Saved data entries
#####

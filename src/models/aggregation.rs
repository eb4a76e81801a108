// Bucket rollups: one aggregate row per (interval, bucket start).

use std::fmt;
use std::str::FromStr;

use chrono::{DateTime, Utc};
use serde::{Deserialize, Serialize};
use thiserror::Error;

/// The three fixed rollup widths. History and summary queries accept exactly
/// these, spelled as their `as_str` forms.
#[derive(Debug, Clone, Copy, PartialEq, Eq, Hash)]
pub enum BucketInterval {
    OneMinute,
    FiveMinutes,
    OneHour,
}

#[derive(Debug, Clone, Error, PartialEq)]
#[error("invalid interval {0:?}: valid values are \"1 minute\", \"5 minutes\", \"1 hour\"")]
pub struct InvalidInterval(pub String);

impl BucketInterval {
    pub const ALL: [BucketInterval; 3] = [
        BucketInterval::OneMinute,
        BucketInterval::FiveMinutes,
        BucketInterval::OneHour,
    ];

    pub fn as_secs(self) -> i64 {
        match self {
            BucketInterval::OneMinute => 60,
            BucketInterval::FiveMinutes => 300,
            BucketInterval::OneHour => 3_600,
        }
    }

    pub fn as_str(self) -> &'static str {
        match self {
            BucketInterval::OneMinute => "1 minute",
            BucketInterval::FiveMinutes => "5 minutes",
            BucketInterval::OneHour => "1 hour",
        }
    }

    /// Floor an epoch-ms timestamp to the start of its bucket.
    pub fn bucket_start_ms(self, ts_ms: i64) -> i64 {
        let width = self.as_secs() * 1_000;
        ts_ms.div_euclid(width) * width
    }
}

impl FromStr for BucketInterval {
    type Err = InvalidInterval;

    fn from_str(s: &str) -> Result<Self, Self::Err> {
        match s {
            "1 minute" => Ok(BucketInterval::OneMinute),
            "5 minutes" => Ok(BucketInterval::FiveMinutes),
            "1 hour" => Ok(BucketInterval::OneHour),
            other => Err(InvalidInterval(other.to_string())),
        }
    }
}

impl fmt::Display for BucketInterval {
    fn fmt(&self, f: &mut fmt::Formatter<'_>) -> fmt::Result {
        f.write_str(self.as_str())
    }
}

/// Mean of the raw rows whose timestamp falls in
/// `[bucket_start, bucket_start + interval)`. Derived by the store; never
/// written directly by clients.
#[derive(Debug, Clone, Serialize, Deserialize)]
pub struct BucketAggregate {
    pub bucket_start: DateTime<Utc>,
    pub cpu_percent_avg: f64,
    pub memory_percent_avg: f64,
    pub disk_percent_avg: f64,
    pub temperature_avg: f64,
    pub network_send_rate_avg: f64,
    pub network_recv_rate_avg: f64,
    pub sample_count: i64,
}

#####

Task goal:
Exactly as written, give the records again.

The answer:
filename src/models/aggregation.rs
repository eb4a76e81801a108
// Bucket rollups: one aggregate row per (interval, bucket start).

use std::fmt;
use std::str::FromStr;

use chrono::{DateTime, Utc};
use serde::{Deserialize, Serialize};
use thiserror::Error;

/// The three fixed rollup widths. History and summary queries accept exactly
/// these, spelled as their `as_str` forms.
#[derive(Debug, Clone, Copy, PartialEq, Eq, Hash)]
pub enum BucketInterval {
    OneMinute,
    FiveMinutes,
    OneHour,
}

#[derive(Debug, Clone, Error, PartialEq)]
#[error("invalid interval {0:?}: valid values are \"1 minute\", \"5 minutes\", \"1 hour\"")]
pub struct InvalidInterval(pub String);

impl BucketInterval {
    pub const ALL: [BucketInterval; 3] = [
        BucketInterval::OneMinute,
        BucketInterval::FiveMinutes,
        BucketInterval::OneHour,
    ];

    pub fn as_secs(self) -> i64 {
        match self {
            BucketInterval::OneMinute => 60,
            BucketInterval::FiveMinutes => 300,
            BucketInterval::OneHour => 3_600,
        }
    }

    pub fn as_str(self) -> &'static str {
        match self {
            BucketInterval::OneMinute => "1 minute",
            BucketInterval::FiveMinutes => "5 minutes",
            BucketInterval::OneHour => "1 hour",
        }
    }

    /// Floor an epoch-ms timestamp to the start of its bucket.
    pub fn bucket_start_ms(self, ts_ms: i64) -> i64 {
        let width = self.as_secs() * 1_000;
        ts_ms.div_euclid(width) * width
    }
}

impl FromStr for BucketInterval {
    type Err = InvalidInterval;

    fn from_str(s: &str) -> Result<Self, Self::Err> {
        match s {
            "1 minute" => Ok(BucketInterval::OneMinute),
            "5 minutes" => Ok(BucketInterval::FiveMinutes),
            "1 hour" => Ok(BucketInterval::OneHour),
            other => Err(InvalidInterval(other.to_string())),
        }
    }
}

impl fmt::Display for BucketInterval {
    fn fmt(&self, f: &mut fmt::Formatter<'_>) -> fmt::Result {
        f.write_str(self.as_str())
    }
}

/// Mean of the raw rows whose timestamp falls in
/// `[bucket_start, bucket_start + interval)`. Derived by the store; never
/// written directly by clients.
#[derive(Debug, Clone, Serialize, Deserialize)]
pub struct BucketAggregate {
    pub bucket_start: DateTime<Utc>,
    pub cpu_percent_avg: f64,
    pub memory_percent_avg: f64,
    pub disk_percent_avg: f64,
    pub temperature_avg: f64,
    pub network_send_rate_avg: f64,
    pub network_recv_rate_avg: f64,
    pub sample_count: i64,
}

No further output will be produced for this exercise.